In exact form, please repeat the records from their opening line down to the line with "Shell::Fish => write(shells::Fish, &mut", including that line.

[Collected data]
-------------------------
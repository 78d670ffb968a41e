//! Shell completion generation.

use std::io;

use clap::CommandFactory;
use clap_complete::{Generator, generate, shells};

use crate::cli::{Cli, CompletionsArgs, Shell};

const BIN_NAME: &str = "appgen";

pub fn execute(args: CompletionsArgs) -> crate::error::CliResult<()> {
    match args.shell {
        Shell::Bash => write(shells::Bash, &mut io::stdout()),
        Shell::Zsh => write(shells::Zsh, &mut io::stdout()),
        Shell::Fish => write(shells::Fish, &mut io::stdout()),
        Shell::PowerShell => write(shells::PowerShell, &mut io::stdout()),
        Shell::Elvish => write(shells::Elvish, &mut io::stdout()),
    }
    Ok(())
}

fn write<G: Generator>(generator: G, out: &mut dyn io::Write) {
    let mut cmd = Cli::command();
    generate(generator, &mut cmd, BIN_NAME, out);
}

#[cfg(test)]
mod tests {
    use super::*;

    #[test]
    fn bash_script_names_the_binary_and_subcommands() {
        let mut buf = Vec::new();
        write(shells::Bash, &mut buf);
        let script = String::from_utf8(buf).unwrap();
        assert!(script.contains(BIN_NAME));
        assert!(script.contains("model"));
    }
}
-------------------------
Task output:
repository 78d670ffb968a41e
//! Shell completion generation.

use std::io;

use clap::CommandFactory;
use clap_complete::{Generator, generate, shells};

use crate::cli::{Cli, CompletionsArgs, Shell};

const BIN_NAME: &str = "appgen";

pub fn execute(args: CompletionsArgs) -> crate::error::CliResult<()> {
    match args.shell {
        Shell::Bash => write(shells::Bash, &mut io::stdout()),
        Shell::Zsh => write(shells::Zsh, &mut io::stdout()),
        Shell::Fish => write(shells::Fish, &mut io::stdout()),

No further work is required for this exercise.